-- Working data follows --

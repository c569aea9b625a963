//! SQLite migration registry and executor.
//!
//! # Invariants
//! - `version` values must remain monotonic.
//! - Applied migration version is mirrored to `PRAGMA user_version`.
//! - All pending migrations apply inside one transaction; a failure leaves
//!   the cache at its previous version.

use crate::db::{DbError, DbResult};
use log::info;
use rusqlite::Connection;

#[derive(Debug, Clone, Copy)]
struct Migration {
    version: u32,
    name: &'static str,
    sql: &'static str,
}

const MIGRATIONS: &[Migration] = &[
    Migration {
        version: 1,
        name: "care_cache",
        sql: include_str!("0001_care_cache.sql"),
    },
    Migration {
        version: 2,
        name: "task_source_ref",
        sql: include_str!("0002_task_source_ref.sql"),
    },
];

/// Returns the latest migration version known by this binary.
pub fn latest_version() -> u32 {
    MIGRATIONS.last().map_or(0, |migration| migration.version)
}

/// Applies all pending migrations on the provided connection.
pub fn apply_migrations(conn: &mut Connection) -> DbResult<()> {
    let current_version = current_user_version(conn)?;
    let latest = latest_version();

    if current_version > latest {
        return Err(DbError::UnsupportedSchemaVersion {
            db_version: current_version,
            latest_supported: latest,
        });
    }

    if current_version == latest {
        return Ok(());
    }

    let tx = conn.transaction()?;
    for migration in MIGRATIONS
        .iter()
        .filter(|migration| migration.version > current_version)
    {
        tx.execute_batch(migration.sql)
            .and_then(|()| {
                tx.execute_batch(&format!("PRAGMA user_version = {};", migration.version))
            })
            .map_err(|source| DbError::MigrationFailed {
                version: migration.version,
                name: migration.name,
                source,
            })?;
        info!(
            "event=db_migrate module=db status=applied version={} name={}",
            migration.version, migration.name
        );
    }
    tx.commit()?;

    Ok(())
}

fn current_user_version(conn: &Connection) -> DbResult<u32> {
    let version = conn.query_row("PRAGMA user_version;", [], |row| row.get::<_, u32>(0))?;
    Ok(version)
}
//! Child repository.

use super::{RepoError, RepoResult, RepoStream};
use crate::cache::{children, CacheStore, CacheTable};
use crate::model::child::Child;

pub trait ChildRepository: Send + Sync {
    fn get_child(&self, id: &str) -> RepoResult<Child>;
    fn list_children(&self) -> RepoResult<Vec<Child>>;
    fn observe_children(&self) -> RepoStream<Vec<Child>>;
}

/// Cache-backed child repository.
pub struct CacheChildRepository {
    store: CacheStore,
}

impl CacheChildRepository {
    pub fn new(store: CacheStore) -> Self {
        Self { store }
    }
}

impl ChildRepository for CacheChildRepository {
    fn get_child(&self, id: &str) -> RepoResult<Child> {
        self.store
            .read(|conn| children::get_child(conn, id).map_err(RepoError::from))?
            .ok_or_else(|| RepoError::not_found("child", id))
    }

    fn list_children(&self) -> RepoResult<Vec<Child>> {
        Ok(self.store.children()?)
    }

    fn observe_children(&self) -> RepoStream<Vec<Child>> {
        let store = self.store.clone();
        self.store.live(&[CacheTable::Children], move || {
            store.children().map_err(RepoError::from)
        })
    }
}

-- Working data concluded --

● Exercise instructions:
Whenever a line of the data includes the word "RepoError", show that line in full.

● Answer for the task:
use super::{RepoError, RepoResult, RepoStream};
            .read(|conn| children::get_child(conn, id).map_err(RepoError::from))?
            .ok_or_else(|| RepoError::not_found("child", id))
            store.children().map_err(RepoError::from)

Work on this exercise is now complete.